I've just figured out something downright cosmic. Behold:

This happened a few years ago: I was at Whole Foods, getting something out of the freezer case, and a mom with her toddler in the cart passed behind me. The boy was making mouth noises, a steady pflghgt, pflghgt, pflghgt, dopplering by behind me. I smiled and probably even chuckled a little. I turned in time to see the mom smile wearily and say, you're funny, you know that? to her kid.

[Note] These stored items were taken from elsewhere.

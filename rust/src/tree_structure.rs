//! Tree structure management operations for BTree.
//!
//! This module contains the tree-level queries that describe the overall
//! shape of the tree (size, height, node counts) and `clear`.

use crate::types::{BTree, Node};

// ============================================================================
// TREE STRUCTURE OPERATIONS
// ============================================================================

impl<K, V> BTree<K, V> {
    /// Returns the number of entries in the tree.
    pub fn len(&self) -> usize {
        self.len
    }

    /// Returns true if the tree holds no entries.
    pub fn is_empty(&self) -> bool {
        self.len == 0
    }

    /// Returns the branching factor `k` this tree was built with.
    pub fn branching_factor(&self) -> usize {
        self.branching_factor
    }

    /// Maximum number of entries any node may hold (`2k`).
    pub fn max_entries(&self) -> usize {
        2 * self.branching_factor
    }

    /// Returns true if the root is a leaf node.
    pub fn is_leaf_root(&self) -> bool {
        self.root.is_leaf()
    }

    /// Returns the number of levels in the tree. A lone leaf root counts as 1.
    pub fn height(&self) -> usize {
        let mut height = 1;
        let mut node: &Node<K, V> = &self.root;
        while let Some(child) = node.child_at(0) {
            height += 1;
            node = child;
        }
        height
    }

    /// Returns the total number of nodes in the tree.
    pub fn node_count(&self) -> usize {
        Self::node_count_recursive(&self.root)
    }

    fn node_count_recursive(node: &Node<K, V>) -> usize {
        1 + node
            .children
            .iter()
            .map(|child| Self::node_count_recursive(child))
            .sum::<usize>()
    }

    /// Returns the depth of every leaf, left to right. The root is at depth 0.
    pub fn leaf_depths(&self) -> Vec<usize> {
        let mut depths = Vec::new();
        Self::collect_leaf_depths(&self.root, 0, &mut depths);
        depths
    }

    fn collect_leaf_depths(node: &Node<K, V>, depth: usize, depths: &mut Vec<usize>) {
        if node.is_leaf() {
            depths.push(depth);
            return;
        }
        for child in &node.children {
            Self::collect_leaf_depths(child, depth + 1, depths);
        }
    }

    /// Returns a reference to the root node.
    pub fn root(&self) -> &Node<K, V> {
        &self.root
    }

    /// Remove all entries, leaving a single empty leaf root.
    pub fn clear(&mut self) {
        self.root = Box::new(Node::new_leaf(self.branching_factor));
        self.len = 0;
    }
}

#[cfg(test)]
mod tests {
    use crate::BTree;

    #[test]
    fn test_empty_tree_shape() {
        let tree = BTree::<i32, i32>::new(2).unwrap();
        assert_eq!(tree.len(), 0);
        assert!(tree.is_empty());
        assert_eq!(tree.height(), 1);
        assert_eq!(tree.node_count(), 1);
        assert_eq!(tree.leaf_depths(), vec![0]);
        assert!(tree.is_leaf_root());
        assert_eq!(tree.max_entries(), 4);
    }

    #[test]
    fn test_shape_after_first_root_split() {
        let mut tree = BTree::new(2).unwrap();
        for key in 0..5 {
            tree.insert(key, key).unwrap();
        }
        assert_eq!(tree.height(), 2);
        assert_eq!(tree.node_count(), 3);
        assert_eq!(tree.leaf_depths(), vec![1, 1]);
        assert!(!tree.is_leaf_root());
        assert_eq!(tree.root().size(), 1);
    }

    #[test]
    fn test_clear_resets_tree() {
        let mut tree = BTree::new(2).unwrap();
        for key in 0..100 {
            tree.insert(key, key).unwrap();
        }
        tree.clear();
        assert!(tree.is_empty());
        assert_eq!(tree.height(), 1);
        assert_eq!(tree.print().count(), 0);
        assert_eq!(tree.branching_factor(), 2);

        tree.insert(1, 1).unwrap();
        assert_eq!(tree.get(&1), Ok(&1));
    }
}
//! Validation and debugging utilities for BTree.
//!
//! This module contains invariant checking and the structural `Display`
//! rendering used when debugging splits.

use std::fmt;

use crate::error::{BTreeError, TreeResult};
use crate::types::{BTree, Node};

// ============================================================================
// VALIDATION METHODS
// ============================================================================

impl<K: Ord, V> BTree<K, V> {
    /// Check if the tree maintains the B-tree invariants.
    /// Returns true if all invariants are satisfied.
    pub fn check_invariants(&self) -> bool {
        self.check_invariants_detailed().is_ok()
    }

    /// Check invariants with detailed error reporting.
    pub fn check_invariants_detailed(&self) -> Result<(), String> {
        self.check_tree().map_err(|e| e.to_string())
    }

    /// Alias for check_invariants_detailed (for test compatibility).
    pub fn validate(&self) -> Result<(), String> {
        self.check_invariants_detailed()
    }

    fn check_tree(&self) -> TreeResult<()> {
        let mut leaf_depth = None;
        let counted = self.check_node(&self.root, None, None, 0, &mut leaf_depth)?;

        if counted != self.len {
            return Err(BTreeError::corrupted_tree(
                "Length",
                &format!("{} entries in nodes, {} recorded", counted, self.len),
            ));
        }
        Ok(())
    }

    /// Recursively check a node and its subtree. Returns the number of
    /// entries found in the subtree.
    fn check_node(
        &self,
        node: &Node<K, V>,
        min_key: Option<&K>,
        max_key: Option<&K>,
        depth: usize,
        leaf_depth: &mut Option<usize>,
    ) -> TreeResult<usize> {
        let is_root = depth == 0;

        if node.branching_factor != self.branching_factor {
            return Err(BTreeError::corrupted_tree(
                "Node",
                &format!(
                    "branching factor {} at depth {}, tree uses {}",
                    node.branching_factor, depth, self.branching_factor
                ),
            ));
        }

        if node.entries.windows(2).any(|pair| pair[0].0 >= pair[1].0) {
            return Err(BTreeError::corrupted_tree(
                "Ordering",
                &format!("unsorted or duplicate keys in node at depth {}", depth),
            ));
        }

        if node.size() > node.max_entries() {
            return Err(BTreeError::corrupted_tree(
                "Occupancy",
                &format!("node at depth {} holds {} entries", depth, node.size()),
            ));
        }
        if !is_root && node.size() < self.branching_factor {
            return Err(BTreeError::corrupted_tree(
                "Occupancy",
                &format!(
                    "non-root node at depth {} holds {} entries, minimum {}",
                    depth,
                    node.size(),
                    self.branching_factor
                ),
            ));
        }

        let first = node.entries.first().map(|(k, _)| k);
        let last = node.entries.last().map(|(k, _)| k);
        if let (Some(min), Some(first)) = (min_key, first) {
            if first <= min {
                return Err(BTreeError::corrupted_tree(
                    "Ordering",
                    &format!("key below parent separator at depth {}", depth),
                ));
            }
        }
        if let (Some(max), Some(last)) = (max_key, last) {
            if last >= max {
                return Err(BTreeError::corrupted_tree(
                    "Ordering",
                    &format!("key above parent separator at depth {}", depth),
                ));
            }
        }

        if node.is_leaf() {
            if !node.children.is_empty() {
                return Err(BTreeError::corrupted_tree(
                    "Structure",
                    &format!("leaf at depth {} owns children", depth),
                ));
            }
            match *leaf_depth {
                None => *leaf_depth = Some(depth),
                Some(expected) if expected != depth => {
                    return Err(BTreeError::corrupted_tree(
                        "Balance",
                        &format!("leaf at depth {}, expected {}", depth, expected),
                    ));
                }
                Some(_) => {}
            }
            return Ok(node.size());
        }

        if node.children.len() != node.size() + 1 {
            return Err(BTreeError::corrupted_tree(
                "Structure",
                &format!(
                    "internal node at depth {} has {} entries and {} children",
                    depth,
                    node.size(),
                    node.children.len()
                ),
            ));
        }

        let mut count = node.size();
        for (i, child) in node.children.iter().enumerate() {
            let child_min = if i == 0 {
                min_key
            } else {
                node.entries.get(i - 1).map(|(k, _)| k)
            };
            let child_max = if i == node.size() {
                max_key
            } else {
                node.entries.get(i).map(|(k, _)| k)
            };
            count += self.check_node(child, child_min, child_max, depth + 1, leaf_depth)?;
        }
        Ok(count)
    }
}

// ============================================================================
// DEBUGGING UTILITIES
// ============================================================================

impl<K: fmt::Debug, V> fmt::Display for BTree<K, V> {
    /// Render the node structure, one node per line, indented by depth.
    fn fmt(&self, f: &mut fmt::Formatter<'_>) -> fmt::Result {
        writeln!(
            f,
            "BTree[k={}, len={}, height={}]",
            self.branching_factor,
            self.len,
            self.height()
        )?;
        fmt_node(&self.root, f, 1)
    }
}

fn fmt_node<K: fmt::Debug, V>(
    node: &Node<K, V>,
    f: &mut fmt::Formatter<'_>,
    depth: usize,
) -> fmt::Result {
    let indent = "  ".repeat(depth);
    let keys: Vec<&K> = node.entries.iter().map(|(k, _)| k).collect();
    if node.is_leaf() {
        writeln!(f, "{}Leaf: {:?}", indent, keys)
    } else {
        writeln!(
            f,
            "{}Internal: {:?} ({} children)",
            indent,
            keys,
            node.children.len()
        )?;
        for child in &node.children {
            fmt_node(child, f, depth + 1)?;
        }
        Ok(())
    }
}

Fast forward to today: I'm at HEB with SweetBabyGirl in the cart. We're in the organic food section (yes, our HEB segregates organic food from the rest of the food, the inorganic food, I guess). She's been peppering me with an unending stream of questions: What's that? What's tea tree oil for? Do we drink it? Why not? Why do you use it in the sauna? In the water that you throw on the rocks? Why? What's that? What's yookulippus? Is that for the sauna?

And on and on and on. I heard something and the guy stocking the shelves was smiling benignly and chuckling a little. And I smiled wearily and said, you're funny, you know that? to my kid. But what I thought was, you know, buddy, someday you're going to have a kid just like mine.

After I got home and was fixing dinner, I remembered that other mom at the store and wondered: did she have the same thought about me? If so, fair enough.

Thursday, July 05, 2007


One of our hens, Blanche*, has decided that she wants to hatch some eggs, so she's taken to sitting on the nest on some eggs. Her feathers are all fluffed and her head all scrooched down. Whenever I open the door to check on her she sort of coos at me.

The chicken-raising books suggest that I put her back to work laying eggs--they stop laying after they've accumulated a clutch of eggs--by taking away her eggs and shoving her off the nest. If she'd been pecking me viciously (as some of her sisters do when I grab eggs out from under them) I probably would, but instead she lets me stroke her feathers and just clucks and coos softly. How can I shove her off the nest after that?

Broody hens are kind of a remarkable phenomenon: they hatch any eggs that are on the nest, whether they are their own or anyone else's. Some chickens have been to known to hatch and nurture chicks of other species, like ducks or turkeys. Chicken raisers sometimes slide fake eggs under a broody hen, let her sit on them for a few days, then (at night, when she's sleeping) gently push day-old chicks from an incubator or the feed store under her--and she'll raise them as her own.

So, if she stays on the nest, we'll need to build a pen for her to raise her chicks in, so we can protect her and the chicks from varmits and the other chickens.

The urge to nurture apparently doesn't require a brain any larger than a smallish pea.

*Since we can't tell them apart, all of the Golden-Laced Wyandottes are named Blanche. All of the Rhode Island Reds are named Stella.